_Assignment_:
Check each line of the material below for "PathBuf" and copy those where it appears.

_Records for this exercise_:
+--

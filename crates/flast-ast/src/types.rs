// SPDX-License-Identifier: (MIT OR Apache-2.0)
//! Type descriptors.
//!
//! Types are recorded as written: a primary tag, modifier flags, ordered
//! parameters for compound kinds, and a symbolic name for user-defined and
//! qualified types. No inference happens here; the code generator reads
//! these descriptors directly.

use std::fmt;

/// The primary kind of a type.
#[derive(Debug, Clone, Copy, PartialEq, Eq, Hash)]
pub enum TypeTag {
    Void,
    I8,
    I16,
    I32,
    I64,
    I128,
    U8,
    U16,
    U32,
    U64,
    U128,
    F32,
    F64,
    Char,
    Str,
    Bool,
    Array,
    Slice,
    Vec,
    Map,
    Set,
    Tuple,
    Option,
    Result,
    Struct,
    Enum,
    Trait,
    Function,
    Closure,
    Module,
    Box,
    Ref,
    SelfTy,
    Auto,
    Unknown,
}

/// A recursive type descriptor.
#[derive(Debug, Clone, PartialEq)]
pub struct TypeDesc {
    pub tag: TypeTag,
    pub is_pointer: bool,
    pub is_reference: bool,
    pub is_const: bool,
    pub is_optional: bool,
    /// Ordered parameter types for compound kinds (element types, generic
    /// arguments, array length expressions rendered as types).
    pub params: Vec<TypeDesc>,
    /// Symbolic name for struct/enum/trait types and qualified names like
    /// `pkg.sub.Name`.
    pub name: Option<String>,
}

impl TypeDesc {
    pub fn simple(tag: TypeTag) -> Self {
        Self {
            tag,
            is_pointer: false,
            is_reference: false,
            is_const: false,
            is_optional: false,
            params: Vec::new(),
            name: None,
        }
    }

    pub fn named(tag: TypeTag, name: impl Into<String>) -> Self {
        Self { name: Some(name.into()), ..Self::simple(tag) }
    }

    pub fn with_params(tag: TypeTag, params: Vec<TypeDesc>) -> Self {
        Self { params, ..Self::simple(tag) }
    }

    pub fn unknown() -> Self {
        Self::simple(TypeTag::Unknown)
    }

    pub fn is_void(&self) -> bool {
        self.tag == TypeTag::Void
    }

    pub fn is_integer(&self) -> bool {
        matches!(
            self.tag,
            TypeTag::I8
                | TypeTag::I16
                | TypeTag::I32
                | TypeTag::I64
                | TypeTag::I128
                | TypeTag::U8
                | TypeTag::U16
                | TypeTag::U32
                | TypeTag::U64
                | TypeTag::U128
        )
    }

    pub fn is_float(&self) -> bool {
        matches!(self.tag, TypeTag::F32 | TypeTag::F64)
    }

    pub fn is_signed(&self) -> bool {
        matches!(
            self.tag,
            TypeTag::I8 | TypeTag::I16 | TypeTag::I32 | TypeTag::I64 | TypeTag::I128
        )
    }

    /// Bit width for integer and float tags.
    pub fn bit_width(&self) -> Option<u8> {
        Some(match self.tag {
            TypeTag::I8 | TypeTag::U8 => 8,
            TypeTag::I16 | TypeTag::U16 => 16,
            TypeTag::I32 | TypeTag::U32 | TypeTag::F32 => 32,
            TypeTag::I64 | TypeTag::U64 | TypeTag::F64 => 64,
            TypeTag::I128 | TypeTag::U128 => 128,
            _ => return None,
        })
    }

    /// Map a primitive type keyword to its tag.
    pub fn tag_for_keyword(name: &str) -> Option<TypeTag> {
        Some(match name {
            "void" => TypeTag::Void,
            "i8" => TypeTag::I8,
            "i16" => TypeTag::I16,
            "i32" => TypeTag::I32,
            "i64" => TypeTag::I64,
            "i128" => TypeTag::I128,
            "u8" => TypeTag::U8,
            "u16" => TypeTag::U16,
            "u32" => TypeTag::U32,
            "u64" => TypeTag::U64,
            "u128" => TypeTag::U128,
            "f32" => TypeTag::F32,
            "f64" => TypeTag::F64,
            "char" => TypeTag::Char,
            "str" => TypeTag::Str,
            "bool" => TypeTag::Bool,
            "array" => TypeTag::Array,
            "slice" => TypeTag::Slice,
            "vec" => TypeTag::Vec,
            "map" => TypeTag::Map,
            "set" => TypeTag::Set,
            "tuple" => TypeTag::Tuple,
            "option" => TypeTag::Option,
            "result" => TypeTag::Result,
            "box" => TypeTag::Box,
            "ref" => TypeTag::Ref,
            "auto" => TypeTag::Auto,
            _ => return None,
        })
    }

    fn base_name(&self) -> String {
        if let Some(name) = &self.name {
            return name.clone();
        }
        match self.tag {
            TypeTag::Void => "void",
            TypeTag::I8 => "i8",
            TypeTag::I16 => "i16",
            TypeTag::I32 => "i32",
            TypeTag::I64 => "i64",
            TypeTag::I128 => "i128",
            TypeTag::U8 => "u8",
            TypeTag::U16 => "u16",
            TypeTag::U32 => "u32",
            TypeTag::U64 => "u64",
            TypeTag::U128 => "u128",
            TypeTag::F32 => "f32",
            TypeTag::F64 => "f64",
            TypeTag::Char => "char",
            TypeTag::Str => "str",
            TypeTag::Bool => "bool",
            TypeTag::Array => "array",
            TypeTag::Slice => "slice",
            TypeTag::Vec => "vec",
            TypeTag::Map => "map",
            TypeTag::Set => "set",
            TypeTag::Tuple => "tuple",
            TypeTag::Option => "option",
            TypeTag::Result => "result",
            TypeTag::Struct => "struct",
            TypeTag::Enum => "enum",
            TypeTag::Trait => "trait",
            TypeTag::Function => "func",
            TypeTag::Closure => "closure",
            TypeTag::Module => "module",
            TypeTag::Box => "box",
            TypeTag::Ref => "ref",
            TypeTag::SelfTy => "self",
            TypeTag::Auto => "auto",
            TypeTag::Unknown => "unknown",
        }
        .to_string()
    }
}

impl fmt::Display for TypeDesc {
    fn fmt(&self, f: &mut fmt::Formatter<'_>) -> fmt::Result {
        if self.is_const {
            write!(f, "const ")?;
        }
        write!(f, "{}", self.base_name())?;
        if !self.params.is_empty() {
            write!(f, "<")?;
            for (i, p) in self.params.iter().enumerate() {
                if i > 0 {
                    write!(f, ", ")?;
                }
                write!(f, "{}", p)?;
            }
            write!(f, ">")?;
        }
        if self.is_pointer {
            write!(f, "*")?;
        }
        if self.is_reference {
            write!(f, " ref")?;
        }
        if self.is_optional {
            write!(f, "?")?;
        }
        Ok(())
    }
}

#[cfg(test)]
mod tests {
    use super::*;

    #[test]
    fn primitive_widths() {
        assert_eq!(TypeDesc::simple(TypeTag::I8).bit_width(), Some(8));
        assert_eq!(TypeDesc::simple(TypeTag::U64).bit_width(), Some(64));
        assert_eq!(TypeDesc::simple(TypeTag::F32).bit_width(), Some(32));
        assert_eq!(TypeDesc::simple(TypeTag::Str).bit_width(), None);
    }

    #[test]
    fn signedness() {
        assert!(TypeDesc::simple(TypeTag::I32).is_signed());
        assert!(!TypeDesc::simple(TypeTag::U32).is_signed());
        assert!(TypeDesc::simple(TypeTag::U32).is_integer());
    }

    #[test]
    fn display_compound() {
        let opt = TypeDesc::with_params(
            TypeTag::Option,
            vec![TypeDesc::simple(TypeTag::I32)],
        );
        assert_eq!(opt.to_string(), "option<i32>");

        let mut ptr = TypeDesc::named(TypeTag::Struct, "Point");
        ptr.is_pointer = true;
        assert_eq!(ptr.to_string(), "Point*");
    }

    #[test]
    fn keyword_lookup() {
        assert_eq!(TypeDesc::tag_for_keyword("i64"), Some(TypeTag::I64));
        assert_eq!(TypeDesc::tag_for_keyword("result"), Some(TypeTag::Result));
        assert_eq!(TypeDesc::tag_for_keyword("Point"), None);
    }
}
// SPDX-License-Identifier: (MIT OR Apache-2.0)

//! Build-directory setup and the system linker driver.

use std::path::{Path, PathBuf};
use std::process::Command;

use crate::module::BuildMode;
use crate::{CodegenError, CodegenResult};

/// The build tree rooted at the project directory:
/// `.build/bin` for executables, `.build/cache` for objects and markers.
pub struct BuildPaths {
    pub root: PathBuf,
    pub bin_dir: PathBuf,
    pub cache_dir: PathBuf,
}

/// Create the build-directory structure and clear top-level cache files,
/// preserving the per-module sub-caches.
pub fn prepare_build_dirs(project_root: &Path) -> CodegenResult<BuildPaths> {
    let build = project_root.join(".build");
    let bin_dir = build.join("bin");
    let cache_dir = build.join("cache");
    std::fs::create_dir_all(&bin_dir)?;
    std::fs::create_dir_all(&cache_dir)?;
    flast_resolve::cache::clean_main_cache(&cache_dir)?;
    Ok(BuildPaths {
        root: project_root.to_path_buf(),
        bin_dir,
        cache_dir,
    })
}

/// Executable extension for the host platform.
pub fn platform_extension() -> &'static str {
    if cfg!(target_os = "windows") {
        ".exe"
    } else if cfg!(target_os = "linux") || cfg!(target_os = "macos") {
        ""
    } else {
        ".out"
    }
}

/// Compose the link command: system C compiler, `-no-pie`, `-g` in debug
/// builds or `-O2` in release builds, the entry object plus every tracked
/// module object, `-o <binary>`.
pub fn link_command(
    compiler: &str,
    entry_object: &Path,
    module_objects: &[PathBuf],
    binary: &Path,
    mode: BuildMode,
) -> Command {
    let mut cmd = Command::new(compiler);
    cmd.arg("-no-pie");
    match mode {
        BuildMode::Debug => {
            cmd.arg("-g");
        }
        BuildMode::Release => {
            cmd.arg("-O2");
        }
    }
    cmd.arg(entry_object);
    for obj in module_objects {
        cmd.arg(obj);
    }
    cmd.arg("-o").arg(binary);
    cmd
}

/// Run the system linker. A missing `cc` falls back to `gcc`; a non-zero
/// exit is a `LinkFailure`.
pub fn link_executable(
    entry_object: &Path,
    module_objects: &[PathBuf],
    binary: &Path,
    mode: BuildMode,
) -> CodegenResult<()> {
    let status = link_command("cc", entry_object, module_objects, binary, mode)
        .status()
        .or_else(|_| link_command("gcc", entry_object, module_objects, binary, mode).status())
        .map_err(|e| CodegenError::LinkFailure(format!("failed to run cc: {}", e)))?;

    if !status.success() {
        return Err(CodegenError::LinkFailure(format!(
            "linker exited with status {}",
            status
        )));
    }
    Ok(())
}

#[cfg(test)]
mod tests {
    use super::*;

    fn args_of(cmd: &Command) -> Vec<String> {
        cmd.get_args()
            .map(|a| a.to_string_lossy().into_owned())
            .collect()
    }

    #[test]
    fn debug_link_line() {
        let cmd = link_command(
            "cc",
            Path::new("main.o"),
            &[PathBuf::from("util_1.o")],
            Path::new(".build/bin/main"),
            BuildMode::Debug,
        );
        assert_eq!(cmd.get_program(), "cc");
        assert_eq!(
            args_of(&cmd),
            vec!["-no-pie", "-g", "main.o", "util_1.o", "-o", ".build/bin/main"]
        );
    }

    #[test]
    fn release_link_line() {
        let cmd = link_command(
            "cc",
            Path::new("main.o"),
            &[],
            Path::new("out"),
            BuildMode::Release,
        );
        let args = args_of(&cmd);
        assert!(args.contains(&"-O2".to_string()));
        assert!(!args.contains(&"-g".to_string()));
    }

    #[test]
    fn build_dirs_created_and_cache_cleared() {
        let tmp = tempfile::TempDir::new().unwrap();
        let paths = prepare_build_dirs(tmp.path()).unwrap();
        assert!(paths.bin_dir.is_dir());
        assert!(paths.cache_dir.is_dir());

        // Top-level cache files go, module sub-caches stay.
        std::fs::write(paths.cache_dir.join("stale.o"), "x").unwrap();
        let sub = paths.cache_dir.join("modules").join("m");
        std::fs::create_dir_all(&sub).unwrap();
        std::fs::write(sub.join("m.cache"), "x").unwrap();

        prepare_build_dirs(tmp.path()).unwrap();
        assert!(!paths.cache_dir.join("stale.o").exists());
        assert!(sub.join("m.cache").exists());
    }
}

+--

_Completed task_:
use std::path::{Path, PathBuf};
    pub root: PathBuf,
    pub bin_dir: PathBuf,
    pub cache_dir: PathBuf,
    module_objects: &[PathBuf],
    module_objects: &[PathBuf],
            &[PathBuf::from("util_1.o")],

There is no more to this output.